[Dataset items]
_ _ _
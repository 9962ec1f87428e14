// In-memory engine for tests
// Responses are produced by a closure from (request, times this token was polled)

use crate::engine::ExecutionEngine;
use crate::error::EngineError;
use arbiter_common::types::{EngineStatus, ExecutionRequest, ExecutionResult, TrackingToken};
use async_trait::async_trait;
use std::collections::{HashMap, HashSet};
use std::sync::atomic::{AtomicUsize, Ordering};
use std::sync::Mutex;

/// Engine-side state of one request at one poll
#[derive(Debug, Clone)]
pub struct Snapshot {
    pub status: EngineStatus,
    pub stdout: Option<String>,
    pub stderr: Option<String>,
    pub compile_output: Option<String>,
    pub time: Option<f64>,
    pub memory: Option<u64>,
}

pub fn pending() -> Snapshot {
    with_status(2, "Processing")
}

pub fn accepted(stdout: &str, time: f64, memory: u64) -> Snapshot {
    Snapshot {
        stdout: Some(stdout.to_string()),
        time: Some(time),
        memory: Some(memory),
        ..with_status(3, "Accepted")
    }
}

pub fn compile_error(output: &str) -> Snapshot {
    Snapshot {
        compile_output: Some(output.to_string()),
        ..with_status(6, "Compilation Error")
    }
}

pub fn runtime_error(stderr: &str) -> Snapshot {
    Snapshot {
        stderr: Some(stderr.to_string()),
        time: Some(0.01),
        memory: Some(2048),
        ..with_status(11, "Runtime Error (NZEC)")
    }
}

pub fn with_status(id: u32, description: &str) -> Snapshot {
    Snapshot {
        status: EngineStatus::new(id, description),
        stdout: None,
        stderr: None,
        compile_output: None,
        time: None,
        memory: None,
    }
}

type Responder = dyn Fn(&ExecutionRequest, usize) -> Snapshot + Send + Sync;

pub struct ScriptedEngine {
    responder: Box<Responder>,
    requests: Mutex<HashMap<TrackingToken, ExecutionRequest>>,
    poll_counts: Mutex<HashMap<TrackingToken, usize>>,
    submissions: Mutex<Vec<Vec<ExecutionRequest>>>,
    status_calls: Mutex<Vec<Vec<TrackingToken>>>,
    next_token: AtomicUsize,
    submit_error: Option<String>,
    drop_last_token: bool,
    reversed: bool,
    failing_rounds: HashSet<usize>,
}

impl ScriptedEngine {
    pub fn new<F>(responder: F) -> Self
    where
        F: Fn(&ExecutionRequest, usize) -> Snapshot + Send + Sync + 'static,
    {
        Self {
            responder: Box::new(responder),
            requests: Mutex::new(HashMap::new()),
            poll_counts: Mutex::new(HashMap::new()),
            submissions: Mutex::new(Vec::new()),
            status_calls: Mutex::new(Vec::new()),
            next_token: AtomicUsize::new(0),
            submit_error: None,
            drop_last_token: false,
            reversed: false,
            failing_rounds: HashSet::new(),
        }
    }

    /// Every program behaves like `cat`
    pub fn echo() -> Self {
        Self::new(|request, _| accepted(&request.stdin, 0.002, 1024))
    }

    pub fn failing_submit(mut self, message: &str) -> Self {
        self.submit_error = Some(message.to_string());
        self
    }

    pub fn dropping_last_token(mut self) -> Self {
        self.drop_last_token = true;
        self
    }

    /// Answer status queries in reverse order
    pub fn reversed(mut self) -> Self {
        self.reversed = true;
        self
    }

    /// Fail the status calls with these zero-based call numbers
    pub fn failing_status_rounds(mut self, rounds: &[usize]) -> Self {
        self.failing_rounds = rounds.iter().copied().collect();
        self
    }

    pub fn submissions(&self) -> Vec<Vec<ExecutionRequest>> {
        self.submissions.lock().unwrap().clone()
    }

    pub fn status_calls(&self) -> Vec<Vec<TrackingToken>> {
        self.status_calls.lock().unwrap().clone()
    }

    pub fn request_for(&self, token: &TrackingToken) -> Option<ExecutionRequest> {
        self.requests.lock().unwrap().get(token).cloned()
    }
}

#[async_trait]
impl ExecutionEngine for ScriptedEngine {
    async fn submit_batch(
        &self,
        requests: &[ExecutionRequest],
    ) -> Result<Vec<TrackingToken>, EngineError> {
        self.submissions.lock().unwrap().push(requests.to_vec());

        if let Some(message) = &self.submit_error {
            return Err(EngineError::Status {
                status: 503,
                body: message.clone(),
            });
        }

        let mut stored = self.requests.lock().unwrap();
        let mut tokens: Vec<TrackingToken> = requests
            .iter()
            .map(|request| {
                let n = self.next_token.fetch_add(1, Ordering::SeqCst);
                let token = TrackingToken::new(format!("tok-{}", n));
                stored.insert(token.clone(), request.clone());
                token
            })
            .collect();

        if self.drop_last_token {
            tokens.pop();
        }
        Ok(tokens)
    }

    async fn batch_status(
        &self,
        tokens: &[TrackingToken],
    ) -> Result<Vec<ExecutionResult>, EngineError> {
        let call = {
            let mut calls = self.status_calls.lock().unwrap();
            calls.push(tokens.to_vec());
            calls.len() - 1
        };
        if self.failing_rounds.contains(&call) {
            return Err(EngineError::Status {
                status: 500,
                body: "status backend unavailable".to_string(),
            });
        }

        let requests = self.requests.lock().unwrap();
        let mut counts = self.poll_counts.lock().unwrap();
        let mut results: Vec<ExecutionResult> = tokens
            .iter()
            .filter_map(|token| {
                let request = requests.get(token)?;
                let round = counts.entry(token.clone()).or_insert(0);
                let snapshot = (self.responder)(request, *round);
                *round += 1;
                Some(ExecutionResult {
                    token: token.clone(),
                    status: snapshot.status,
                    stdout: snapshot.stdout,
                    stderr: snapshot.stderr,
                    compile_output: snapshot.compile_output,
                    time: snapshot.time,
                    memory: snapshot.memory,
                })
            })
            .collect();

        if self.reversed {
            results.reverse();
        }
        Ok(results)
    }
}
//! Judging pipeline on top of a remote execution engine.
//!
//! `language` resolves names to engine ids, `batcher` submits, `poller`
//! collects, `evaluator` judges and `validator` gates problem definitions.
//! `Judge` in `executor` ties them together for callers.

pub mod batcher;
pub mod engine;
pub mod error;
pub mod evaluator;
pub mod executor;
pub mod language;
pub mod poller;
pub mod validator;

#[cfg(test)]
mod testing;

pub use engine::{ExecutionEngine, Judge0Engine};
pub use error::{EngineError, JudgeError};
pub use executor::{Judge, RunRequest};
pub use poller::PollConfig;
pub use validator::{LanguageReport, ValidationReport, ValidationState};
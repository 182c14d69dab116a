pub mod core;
_ _ _
> Task: State the number of lines in the preceding data that contain the word "EngineError", and nothing besides.

> Written answer: 6